» **WHAT YOU NEED TO DO**
The answer should be each line of the records that contains the word "NonZeroUsize"; please copy them all.

» **MATERIAL SHOWN**
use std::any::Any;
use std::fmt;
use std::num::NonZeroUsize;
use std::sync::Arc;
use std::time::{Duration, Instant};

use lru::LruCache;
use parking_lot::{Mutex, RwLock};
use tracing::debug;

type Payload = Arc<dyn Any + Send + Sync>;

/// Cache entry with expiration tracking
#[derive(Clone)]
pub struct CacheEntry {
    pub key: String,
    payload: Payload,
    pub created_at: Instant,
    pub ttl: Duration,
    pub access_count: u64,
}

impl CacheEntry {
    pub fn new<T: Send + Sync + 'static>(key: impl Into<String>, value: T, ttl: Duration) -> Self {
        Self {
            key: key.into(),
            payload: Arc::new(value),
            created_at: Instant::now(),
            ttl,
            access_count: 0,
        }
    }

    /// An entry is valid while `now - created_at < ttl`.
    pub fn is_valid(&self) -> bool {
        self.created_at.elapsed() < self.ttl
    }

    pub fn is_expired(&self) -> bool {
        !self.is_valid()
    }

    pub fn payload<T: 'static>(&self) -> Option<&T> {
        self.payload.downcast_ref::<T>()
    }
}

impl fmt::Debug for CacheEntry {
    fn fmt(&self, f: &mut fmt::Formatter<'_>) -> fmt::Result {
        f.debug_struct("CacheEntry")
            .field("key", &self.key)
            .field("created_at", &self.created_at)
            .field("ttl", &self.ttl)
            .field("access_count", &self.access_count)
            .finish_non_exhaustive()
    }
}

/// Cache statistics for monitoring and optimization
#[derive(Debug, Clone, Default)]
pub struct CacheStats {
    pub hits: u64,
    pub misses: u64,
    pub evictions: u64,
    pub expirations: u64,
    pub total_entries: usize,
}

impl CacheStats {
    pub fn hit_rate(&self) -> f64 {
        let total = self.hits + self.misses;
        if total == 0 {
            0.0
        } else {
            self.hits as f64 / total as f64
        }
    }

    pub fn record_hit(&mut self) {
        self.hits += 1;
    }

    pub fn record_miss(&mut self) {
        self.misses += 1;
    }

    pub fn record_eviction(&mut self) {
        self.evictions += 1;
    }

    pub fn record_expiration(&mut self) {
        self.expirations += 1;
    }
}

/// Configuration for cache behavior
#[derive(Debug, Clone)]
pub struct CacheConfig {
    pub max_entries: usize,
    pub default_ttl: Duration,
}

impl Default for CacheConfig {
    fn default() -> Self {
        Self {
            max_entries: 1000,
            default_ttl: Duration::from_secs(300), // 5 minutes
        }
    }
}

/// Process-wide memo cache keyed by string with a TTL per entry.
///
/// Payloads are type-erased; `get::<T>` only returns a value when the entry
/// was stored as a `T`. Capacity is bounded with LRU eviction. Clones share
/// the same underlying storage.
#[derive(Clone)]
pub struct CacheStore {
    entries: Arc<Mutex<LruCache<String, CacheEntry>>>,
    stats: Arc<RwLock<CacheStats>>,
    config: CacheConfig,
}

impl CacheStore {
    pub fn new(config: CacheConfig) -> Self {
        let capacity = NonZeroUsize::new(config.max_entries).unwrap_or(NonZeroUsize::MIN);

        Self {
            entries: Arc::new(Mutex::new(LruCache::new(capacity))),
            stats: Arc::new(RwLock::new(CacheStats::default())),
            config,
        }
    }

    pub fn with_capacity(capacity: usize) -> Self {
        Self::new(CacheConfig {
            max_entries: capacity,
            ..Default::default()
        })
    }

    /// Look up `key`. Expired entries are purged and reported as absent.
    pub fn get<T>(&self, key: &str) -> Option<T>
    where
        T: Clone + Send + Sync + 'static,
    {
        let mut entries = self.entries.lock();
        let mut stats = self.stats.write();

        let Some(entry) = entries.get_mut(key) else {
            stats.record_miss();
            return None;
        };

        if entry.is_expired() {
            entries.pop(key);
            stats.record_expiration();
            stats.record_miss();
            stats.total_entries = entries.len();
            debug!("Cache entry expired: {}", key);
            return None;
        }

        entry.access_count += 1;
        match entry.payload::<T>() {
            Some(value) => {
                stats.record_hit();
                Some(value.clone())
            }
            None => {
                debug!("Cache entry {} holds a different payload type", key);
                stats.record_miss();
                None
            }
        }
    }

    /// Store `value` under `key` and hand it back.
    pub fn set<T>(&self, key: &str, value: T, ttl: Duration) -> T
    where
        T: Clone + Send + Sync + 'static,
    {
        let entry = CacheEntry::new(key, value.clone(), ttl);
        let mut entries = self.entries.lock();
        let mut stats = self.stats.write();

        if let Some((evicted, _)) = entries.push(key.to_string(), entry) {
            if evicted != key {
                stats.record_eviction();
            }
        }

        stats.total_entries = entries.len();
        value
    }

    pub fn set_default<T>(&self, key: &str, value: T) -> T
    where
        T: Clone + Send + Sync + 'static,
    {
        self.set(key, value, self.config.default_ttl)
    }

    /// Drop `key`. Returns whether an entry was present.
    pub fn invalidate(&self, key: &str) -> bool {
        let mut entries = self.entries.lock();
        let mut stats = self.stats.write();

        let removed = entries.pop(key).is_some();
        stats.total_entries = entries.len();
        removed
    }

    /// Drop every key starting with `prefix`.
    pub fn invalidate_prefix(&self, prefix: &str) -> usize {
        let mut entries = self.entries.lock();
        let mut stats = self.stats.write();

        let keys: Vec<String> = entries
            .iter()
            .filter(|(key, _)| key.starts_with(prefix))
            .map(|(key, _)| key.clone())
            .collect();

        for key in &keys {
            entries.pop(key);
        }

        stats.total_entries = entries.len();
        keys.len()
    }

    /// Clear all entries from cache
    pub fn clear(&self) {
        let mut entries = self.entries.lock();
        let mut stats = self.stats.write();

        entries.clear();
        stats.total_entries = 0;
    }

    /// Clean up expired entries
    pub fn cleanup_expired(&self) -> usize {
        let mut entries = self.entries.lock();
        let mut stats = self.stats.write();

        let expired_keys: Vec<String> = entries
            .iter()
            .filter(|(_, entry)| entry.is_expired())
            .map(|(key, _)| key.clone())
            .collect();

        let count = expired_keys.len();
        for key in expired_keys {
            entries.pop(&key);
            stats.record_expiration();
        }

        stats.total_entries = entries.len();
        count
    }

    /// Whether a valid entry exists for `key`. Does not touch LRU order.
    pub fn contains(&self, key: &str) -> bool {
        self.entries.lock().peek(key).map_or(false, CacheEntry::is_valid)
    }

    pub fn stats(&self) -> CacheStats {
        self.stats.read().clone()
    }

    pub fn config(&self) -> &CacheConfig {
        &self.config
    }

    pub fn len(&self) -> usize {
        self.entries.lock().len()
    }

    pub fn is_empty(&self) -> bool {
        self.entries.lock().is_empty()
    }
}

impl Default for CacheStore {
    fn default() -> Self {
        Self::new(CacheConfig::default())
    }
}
* * *
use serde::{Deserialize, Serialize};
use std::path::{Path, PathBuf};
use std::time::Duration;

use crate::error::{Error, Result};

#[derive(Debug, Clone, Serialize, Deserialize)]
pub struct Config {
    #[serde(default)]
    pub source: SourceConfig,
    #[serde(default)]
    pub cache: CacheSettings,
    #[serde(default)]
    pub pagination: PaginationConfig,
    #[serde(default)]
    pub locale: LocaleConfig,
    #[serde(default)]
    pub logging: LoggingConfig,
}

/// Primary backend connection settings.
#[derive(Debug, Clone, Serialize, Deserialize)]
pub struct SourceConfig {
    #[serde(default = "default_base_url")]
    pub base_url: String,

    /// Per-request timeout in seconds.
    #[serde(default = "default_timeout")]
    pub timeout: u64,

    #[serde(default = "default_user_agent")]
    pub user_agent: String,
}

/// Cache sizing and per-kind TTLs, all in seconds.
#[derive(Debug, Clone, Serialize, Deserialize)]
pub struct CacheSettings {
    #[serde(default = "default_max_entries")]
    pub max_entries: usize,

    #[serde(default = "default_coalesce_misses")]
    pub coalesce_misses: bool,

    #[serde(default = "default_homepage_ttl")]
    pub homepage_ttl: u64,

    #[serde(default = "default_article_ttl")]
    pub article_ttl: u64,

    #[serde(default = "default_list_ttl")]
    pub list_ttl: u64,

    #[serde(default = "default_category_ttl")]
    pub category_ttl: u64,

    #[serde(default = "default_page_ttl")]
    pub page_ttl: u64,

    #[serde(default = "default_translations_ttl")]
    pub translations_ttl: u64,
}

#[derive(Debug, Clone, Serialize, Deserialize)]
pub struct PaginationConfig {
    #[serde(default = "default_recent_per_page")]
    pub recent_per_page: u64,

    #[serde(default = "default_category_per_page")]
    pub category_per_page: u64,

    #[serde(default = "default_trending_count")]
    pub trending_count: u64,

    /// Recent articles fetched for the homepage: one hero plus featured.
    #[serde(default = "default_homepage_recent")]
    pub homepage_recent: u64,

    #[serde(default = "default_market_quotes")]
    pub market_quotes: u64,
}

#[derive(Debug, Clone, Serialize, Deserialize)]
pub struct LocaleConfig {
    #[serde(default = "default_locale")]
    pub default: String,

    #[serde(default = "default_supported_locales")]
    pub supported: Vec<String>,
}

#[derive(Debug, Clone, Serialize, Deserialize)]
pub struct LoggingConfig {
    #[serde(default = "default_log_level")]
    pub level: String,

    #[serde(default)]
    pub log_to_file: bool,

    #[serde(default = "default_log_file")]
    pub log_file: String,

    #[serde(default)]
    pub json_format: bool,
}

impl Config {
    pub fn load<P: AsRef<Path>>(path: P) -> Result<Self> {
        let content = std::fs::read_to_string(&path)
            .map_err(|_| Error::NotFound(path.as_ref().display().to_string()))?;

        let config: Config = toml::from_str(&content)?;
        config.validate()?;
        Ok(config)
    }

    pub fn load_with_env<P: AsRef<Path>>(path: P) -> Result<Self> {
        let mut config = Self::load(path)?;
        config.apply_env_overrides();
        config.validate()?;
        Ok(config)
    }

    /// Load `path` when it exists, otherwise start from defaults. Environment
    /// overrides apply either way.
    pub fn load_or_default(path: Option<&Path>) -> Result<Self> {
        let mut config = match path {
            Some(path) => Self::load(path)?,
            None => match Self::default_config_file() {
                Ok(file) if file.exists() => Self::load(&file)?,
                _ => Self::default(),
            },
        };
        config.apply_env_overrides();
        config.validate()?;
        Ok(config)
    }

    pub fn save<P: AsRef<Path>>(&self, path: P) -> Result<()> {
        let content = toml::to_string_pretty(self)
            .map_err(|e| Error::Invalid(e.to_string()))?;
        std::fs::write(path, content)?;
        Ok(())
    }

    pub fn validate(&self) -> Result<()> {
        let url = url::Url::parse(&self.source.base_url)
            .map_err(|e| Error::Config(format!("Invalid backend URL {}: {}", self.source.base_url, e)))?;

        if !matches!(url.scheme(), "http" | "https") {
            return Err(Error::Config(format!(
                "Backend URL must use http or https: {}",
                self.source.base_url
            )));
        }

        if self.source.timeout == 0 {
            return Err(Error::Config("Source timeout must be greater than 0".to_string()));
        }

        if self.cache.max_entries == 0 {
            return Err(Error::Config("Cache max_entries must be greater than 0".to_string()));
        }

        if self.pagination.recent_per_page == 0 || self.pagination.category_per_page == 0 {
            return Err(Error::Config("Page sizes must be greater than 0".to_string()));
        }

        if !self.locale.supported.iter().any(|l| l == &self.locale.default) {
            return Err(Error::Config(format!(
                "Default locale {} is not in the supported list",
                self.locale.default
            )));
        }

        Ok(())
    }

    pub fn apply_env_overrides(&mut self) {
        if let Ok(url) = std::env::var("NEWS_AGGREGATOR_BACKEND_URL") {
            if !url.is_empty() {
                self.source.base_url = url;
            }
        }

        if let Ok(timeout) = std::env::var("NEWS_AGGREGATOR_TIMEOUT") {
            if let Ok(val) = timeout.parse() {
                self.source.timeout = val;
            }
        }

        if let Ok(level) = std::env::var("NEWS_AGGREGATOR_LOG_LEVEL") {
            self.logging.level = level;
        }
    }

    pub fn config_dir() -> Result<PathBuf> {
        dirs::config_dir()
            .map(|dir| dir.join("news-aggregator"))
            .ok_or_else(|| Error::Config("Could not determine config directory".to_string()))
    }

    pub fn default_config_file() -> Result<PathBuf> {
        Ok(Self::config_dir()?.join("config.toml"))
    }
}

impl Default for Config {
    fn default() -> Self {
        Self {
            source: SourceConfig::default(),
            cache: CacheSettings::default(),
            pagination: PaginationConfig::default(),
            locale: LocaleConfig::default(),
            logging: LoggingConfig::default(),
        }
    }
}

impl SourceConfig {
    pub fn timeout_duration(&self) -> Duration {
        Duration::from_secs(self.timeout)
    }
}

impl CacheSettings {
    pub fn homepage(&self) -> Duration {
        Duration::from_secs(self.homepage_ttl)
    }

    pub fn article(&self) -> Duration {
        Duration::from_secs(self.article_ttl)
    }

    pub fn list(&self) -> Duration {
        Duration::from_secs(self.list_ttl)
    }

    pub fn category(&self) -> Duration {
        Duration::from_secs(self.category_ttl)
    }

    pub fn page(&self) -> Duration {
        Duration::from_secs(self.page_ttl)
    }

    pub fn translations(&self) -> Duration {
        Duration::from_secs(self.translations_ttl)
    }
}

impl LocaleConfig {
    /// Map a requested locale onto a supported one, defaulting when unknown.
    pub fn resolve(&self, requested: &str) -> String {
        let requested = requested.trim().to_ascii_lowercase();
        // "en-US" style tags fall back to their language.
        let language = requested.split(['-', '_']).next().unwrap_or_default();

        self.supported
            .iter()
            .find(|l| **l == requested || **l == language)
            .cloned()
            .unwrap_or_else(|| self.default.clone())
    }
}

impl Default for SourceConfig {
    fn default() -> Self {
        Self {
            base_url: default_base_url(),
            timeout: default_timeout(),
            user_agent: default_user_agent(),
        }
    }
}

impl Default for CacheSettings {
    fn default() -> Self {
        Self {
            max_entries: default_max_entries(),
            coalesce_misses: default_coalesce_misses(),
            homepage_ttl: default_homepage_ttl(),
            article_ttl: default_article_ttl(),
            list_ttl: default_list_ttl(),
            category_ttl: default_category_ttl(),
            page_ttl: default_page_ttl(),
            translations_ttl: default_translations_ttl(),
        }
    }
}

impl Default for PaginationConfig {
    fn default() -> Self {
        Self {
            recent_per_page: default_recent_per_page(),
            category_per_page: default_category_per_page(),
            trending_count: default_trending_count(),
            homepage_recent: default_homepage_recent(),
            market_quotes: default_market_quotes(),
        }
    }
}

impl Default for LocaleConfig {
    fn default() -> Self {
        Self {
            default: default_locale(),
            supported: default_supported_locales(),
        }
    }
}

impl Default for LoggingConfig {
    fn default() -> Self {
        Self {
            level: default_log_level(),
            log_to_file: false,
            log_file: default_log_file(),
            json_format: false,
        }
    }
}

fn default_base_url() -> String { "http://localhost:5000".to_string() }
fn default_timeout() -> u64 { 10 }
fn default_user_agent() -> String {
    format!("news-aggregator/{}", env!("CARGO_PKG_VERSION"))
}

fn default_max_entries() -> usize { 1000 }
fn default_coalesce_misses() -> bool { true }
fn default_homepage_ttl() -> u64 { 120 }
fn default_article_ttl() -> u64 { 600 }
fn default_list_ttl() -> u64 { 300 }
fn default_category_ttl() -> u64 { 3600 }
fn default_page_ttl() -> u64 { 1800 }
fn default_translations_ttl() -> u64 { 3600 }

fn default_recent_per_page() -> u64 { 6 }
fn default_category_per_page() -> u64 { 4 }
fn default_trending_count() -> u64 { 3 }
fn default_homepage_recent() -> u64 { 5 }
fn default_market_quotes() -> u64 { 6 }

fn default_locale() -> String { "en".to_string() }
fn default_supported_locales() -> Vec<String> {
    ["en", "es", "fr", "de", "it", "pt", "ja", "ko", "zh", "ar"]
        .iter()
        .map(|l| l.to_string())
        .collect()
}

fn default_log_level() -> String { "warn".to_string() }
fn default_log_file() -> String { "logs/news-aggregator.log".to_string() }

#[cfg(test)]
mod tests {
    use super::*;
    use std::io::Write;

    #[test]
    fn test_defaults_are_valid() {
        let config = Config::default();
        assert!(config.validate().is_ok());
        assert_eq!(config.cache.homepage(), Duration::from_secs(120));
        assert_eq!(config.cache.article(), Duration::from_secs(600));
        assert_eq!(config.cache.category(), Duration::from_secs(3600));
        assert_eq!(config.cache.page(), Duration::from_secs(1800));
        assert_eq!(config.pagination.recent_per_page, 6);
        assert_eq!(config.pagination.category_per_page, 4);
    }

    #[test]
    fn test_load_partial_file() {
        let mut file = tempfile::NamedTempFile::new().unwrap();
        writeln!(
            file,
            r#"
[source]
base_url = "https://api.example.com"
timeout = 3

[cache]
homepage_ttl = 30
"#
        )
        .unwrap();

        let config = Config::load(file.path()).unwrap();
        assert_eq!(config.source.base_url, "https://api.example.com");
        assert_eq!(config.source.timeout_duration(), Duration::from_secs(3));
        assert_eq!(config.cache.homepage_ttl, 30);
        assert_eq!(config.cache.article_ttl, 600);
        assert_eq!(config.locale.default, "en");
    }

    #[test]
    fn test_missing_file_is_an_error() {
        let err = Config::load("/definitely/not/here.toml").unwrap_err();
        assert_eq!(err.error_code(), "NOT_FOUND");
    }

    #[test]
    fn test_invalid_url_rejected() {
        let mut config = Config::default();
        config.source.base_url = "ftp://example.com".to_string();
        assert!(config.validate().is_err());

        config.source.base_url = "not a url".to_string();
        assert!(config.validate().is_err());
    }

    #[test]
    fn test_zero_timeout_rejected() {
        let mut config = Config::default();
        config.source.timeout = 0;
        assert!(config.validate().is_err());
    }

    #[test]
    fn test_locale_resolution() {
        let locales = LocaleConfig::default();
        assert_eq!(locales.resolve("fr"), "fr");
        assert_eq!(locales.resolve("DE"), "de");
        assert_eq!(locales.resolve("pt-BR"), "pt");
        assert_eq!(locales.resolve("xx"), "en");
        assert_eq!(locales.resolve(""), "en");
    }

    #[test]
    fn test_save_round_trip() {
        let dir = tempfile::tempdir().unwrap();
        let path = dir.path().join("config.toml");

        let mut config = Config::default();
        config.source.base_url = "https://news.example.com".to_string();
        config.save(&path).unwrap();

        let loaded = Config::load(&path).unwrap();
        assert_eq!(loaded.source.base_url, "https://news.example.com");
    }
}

» **RESPONSE TO THE TASK**
use std::num::NonZeroUsize;
        let capacity = NonZeroUsize::new(config.max_entries).unwrap_or(NonZeroUsize::MIN);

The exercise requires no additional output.